[[ Records provided open ]]
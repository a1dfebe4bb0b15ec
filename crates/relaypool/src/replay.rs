//! Reference-counted shared subscriptions.
//!
//! Several logical subscribers can attach to one live event source. Late
//! joiners get every buffered event replayed in arrival order. The source is
//! cancelled once, when the last attached subscriber detaches.
//!
//! Shared subscriptions live in a [`SharedSubscriptions`] table keyed by
//! [`SharedId`]; the table hands the source back to the caller on the final
//! detach instead of holding a cancel closure.

use std::collections::HashMap;
use std::sync::Arc;

use crate::on_event::guarded;

/// Receives replayed and live items.
pub type ReplayCallback<T> = Arc<dyn Fn(&T) + Send + Sync>;

#[derive(Debug, Clone, Copy, PartialEq, Eq, Hash, PartialOrd, Ord)]
pub struct SharedId(u64);

#[derive(Debug, Clone, Copy, PartialEq, Eq, Hash)]
pub struct AttachId(u64);

/// One live source with its buffered history and attached subscribers.
pub struct SharedSubscription<T> {
    events: Vec<T>,
    subscribers: Vec<(AttachId, ReplayCallback<T>)>,
    next_attach: u64,
    released: bool,
}

impl<T> Default for SharedSubscription<T> {
    fn default() -> Self {
        Self {
            events: Vec::new(),
            subscribers: Vec::new(),
            next_attach: 0,
            released: false,
        }
    }
}

impl<T> SharedSubscription<T> {
    pub fn new() -> Self {
        Self::default()
    }

    /// Replay the buffer to `callback`, then keep it for live items.
    pub fn attach(&mut self, callback: ReplayCallback<T>) -> AttachId {
        for item in &self.events {
            guarded("replay", || callback(item));
        }
        let id = AttachId(self.next_attach);
        self.next_attach += 1;
        self.subscribers.push((id, callback));
        id
    }

    /// Remove a subscriber.
    ///
    /// Returns true exactly once: when this detach leaves the subscription
    /// without subscribers. The caller then cancels the source.
    pub fn detach(&mut self, id: AttachId) -> bool {
        let before = self.subscribers.len();
        self.subscribers.retain(|(attach, _)| *attach != id);
        if self.subscribers.len() == before || !self.subscribers.is_empty() || self.released {
            return false;
        }
        self.released = true;
        true
    }

    /// Buffer an item and hand it to every subscriber.
    pub fn emit(&mut self, item: T) {
        for (_, callback) in &self.subscribers {
            guarded("event", || callback(&item));
        }
        self.events.push(item);
    }

    pub fn subscriber_count(&self) -> usize {
        self.subscribers.len()
    }

    pub fn buffered(&self) -> &[T] {
        &self.events
    }

    /// Whether the source is still running.
    pub fn is_live(&self) -> bool {
        !self.released
    }
}

struct Entry<T, S> {
    key: String,
    source: S,
    subscription: SharedSubscription<T>,
}

/// Arena of shared subscriptions, addressable by id and by cache key.
pub struct SharedSubscriptions<T, S> {
    next_id: u64,
    entries: HashMap<SharedId, Entry<T, S>>,
    by_key: HashMap<String, SharedId>,
}

impl<T, S> Default for SharedSubscriptions<T, S> {
    fn default() -> Self {
        Self {
            next_id: 0,
            entries: HashMap::new(),
            by_key: HashMap::new(),
        }
    }
}

impl<T, S: Copy> SharedSubscriptions<T, S> {
    pub fn new() -> Self {
        Self::default()
    }

    /// Register a new shared subscription fed by `source`, replacing any entry with the same key.
    pub fn insert(&mut self, key: String, source: S) -> SharedId {
        let id = SharedId(self.next_id);
        self.next_id += 1;
        if let Some(previous) = self.by_key.insert(key.clone(), id) {
            self.entries.remove(&previous);
        }
        self.entries.insert(
            id,
            Entry {
                key,
                source,
                subscription: SharedSubscription::new(),
            },
        );
        id
    }

    /// The live shared subscription registered under `key`, if any.
    pub fn find(&self, key: &str) -> Option<SharedId> {
        self.by_key
            .get(key)
            .copied()
            .filter(|id| self.entries.get(id).is_some_and(|e| e.subscription.is_live()))
    }

    pub fn attach(&mut self, id: SharedId, callback: ReplayCallback<T>) -> Option<AttachId> {
        self.entries
            .get_mut(&id)
            .map(|entry| entry.subscription.attach(callback))
    }

    /// Detach a subscriber. Returns the source to cancel when it was the last one;
    /// the entry is then dropped from the table.
    pub fn detach(&mut self, id: SharedId, attach: AttachId) -> Option<S> {
        let entry = self.entries.get_mut(&id)?;
        if !entry.subscription.detach(attach) {
            return None;
        }
        let entry = self.entries.remove(&id)?;
        if self.by_key.get(&entry.key) == Some(&id) {
            self.by_key.remove(&entry.key);
        }
        Some(entry.source)
    }

    pub fn emit(&mut self, id: SharedId, item: T) {
        if let Some(entry) = self.entries.get_mut(&id) {
            entry.subscription.emit(item);
        }
    }

    pub fn get(&self, id: SharedId) -> Option<&SharedSubscription<T>> {
        self.entries.get(&id).map(|entry| &entry.subscription)
    }

    pub fn len(&self) -> usize {
        self.entries.len()
    }

    pub fn is_empty(&self) -> bool {
        self.entries.is_empty()
    }

    pub fn clear(&mut self) {
        self.entries.clear();
        self.by_key.clear();
    }
}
[[ Records provided closed ]]
[Your task]: No line may be skipped. Transcribe the listing above exactly.

[Output]:
repository a1dfebe4bb0b15ec
filename crates/relaypool/src/replay.rs
//! Reference-counted shared subscriptions.
//!
//! Several logical subscribers can attach to one live event source. Late
//! joiners get every buffered event replayed in arrival order. The source is
//! cancelled once, when the last attached subscriber detaches.
//!
//! Shared subscriptions live in a [`SharedSubscriptions`] table keyed by
//! [`SharedId`]; the table hands the source back to the caller on the final
//! detach instead of holding a cancel closure.

use std::collections::HashMap;
use std::sync::Arc;

use crate::on_event::guarded;

/// Receives replayed and live items.
pub type ReplayCallback<T> = Arc<dyn Fn(&T) + Send + Sync>;

#[derive(Debug, Clone, Copy, PartialEq, Eq, Hash, PartialOrd, Ord)]
pub struct SharedId(u64);

#[derive(Debug, Clone, Copy, PartialEq, Eq, Hash)]
pub struct AttachId(u64);

/// One live source with its buffered history and attached subscribers.
pub struct SharedSubscription<T> {
    events: Vec<T>,
    subscribers: Vec<(AttachId, ReplayCallback<T>)>,
    next_attach: u64,
    released: bool,
}

impl<T> Default for SharedSubscription<T> {
    fn default() -> Self {
        Self {
            events: Vec::new(),
            subscribers: Vec::new(),
            next_attach: 0,
            released: false,
        }
    }
}

impl<T> SharedSubscription<T> {
    pub fn new() -> Self {
        Self::default()
    }

    /// Replay the buffer to `callback`, then keep it for live items.
    pub fn attach(&mut self, callback: ReplayCallback<T>) -> AttachId {
        for item in &self.events {
            guarded("replay", || callback(item));
        }
        let id = AttachId(self.next_attach);
        self.next_attach += 1;
        self.subscribers.push((id, callback));
        id
    }

    /// Remove a subscriber.
    ///
    /// Returns true exactly once: when this detach leaves the subscription
    /// without subscribers. The caller then cancels the source.
    pub fn detach(&mut self, id: AttachId) -> bool {
        let before = self.subscribers.len();
        self.subscribers.retain(|(attach, _)| *attach != id);
        if self.subscribers.len() == before || !self.subscribers.is_empty() || self.released {
            return false;
        }
        self.released = true;
        true
    }

    /// Buffer an item and hand it to every subscriber.
    pub fn emit(&mut self, item: T) {
        for (_, callback) in &self.subscribers {
            guarded("event", || callback(&item));
        }
        self.events.push(item);
    }

    pub fn subscriber_count(&self) -> usize {
        self.subscribers.len()
    }

    pub fn buffered(&self) -> &[T] {
        &self.events
    }

    /// Whether the source is still running.
    pub fn is_live(&self) -> bool {
        !self.released
    }
}

struct Entry<T, S> {
    key: String,
    source: S,
    subscription: SharedSubscription<T>,
}

/// Arena of shared subscriptions, addressable by id and by cache key.
pub struct SharedSubscriptions<T, S> {
    next_id: u64,
    entries: HashMap<SharedId, Entry<T, S>>,
    by_key: HashMap<String, SharedId>,
}

impl<T, S> Default for SharedSubscriptions<T, S> {
    fn default() -> Self {
        Self {
            next_id: 0,
            entries: HashMap::new(),
            by_key: HashMap::new(),
        }
    }
}

impl<T, S: Copy> SharedSubscriptions<T, S> {
    pub fn new() -> Self {
        Self::default()
    }

    /// Register a new shared subscription fed by `source`, replacing any entry with the same key.
    pub fn insert(&mut self, key: String, source: S) -> SharedId {
        let id = SharedId(self.next_id);
        self.next_id += 1;
        if let Some(previous) = self.by_key.insert(key.clone(), id) {
            self.entries.remove(&previous);
        }
        self.entries.insert(
            id,
            Entry {
                key,
                source,
                subscription: SharedSubscription::new(),
            },
        );
        id
    }

    /// The live shared subscription registered under `key`, if any.
    pub fn find(&self, key: &str) -> Option<SharedId> {
        self.by_key
            .get(key)
            .copied()
            .filter(|id| self.entries.get(id).is_some_and(|e| e.subscription.is_live()))
    }

    pub fn attach(&mut self, id: SharedId, callback: ReplayCallback<T>) -> Option<AttachId> {
        self.entries
            .get_mut(&id)
            .map(|entry| entry.subscription.attach(callback))
    }

    /// Detach a subscriber. Returns the source to cancel when it was the last one;
    /// the entry is then dropped from the table.
    pub fn detach(&mut self, id: SharedId, attach: AttachId) -> Option<S> {
        let entry = self.entries.get_mut(&id)?;
        if !entry.subscription.detach(attach) {
            return None;
        }
        let entry = self.entries.remove(&id)?;
        if self.by_key.get(&entry.key) == Some(&id) {
            self.by_key.remove(&entry.key);
        }
        Some(entry.source)
    }

    pub fn emit(&mut self, id: SharedId, item: T) {
        if let Some(entry) = self.entries.get_mut(&id) {
            entry.subscription.emit(item);
        }
    }

    pub fn get(&self, id: SharedId) -> Option<&SharedSubscription<T>> {
        self.entries.get(&id).map(|entry| &entry.subscription)
    }

    pub fn len(&self) -> usize {
        self.entries.len()
    }

    pub fn is_empty(&self) -> bool {
        self.entries.is_empty()
    }

    pub fn clear(&mut self) {
        self.entries.clear();
        self.by_key.clear();
    }
}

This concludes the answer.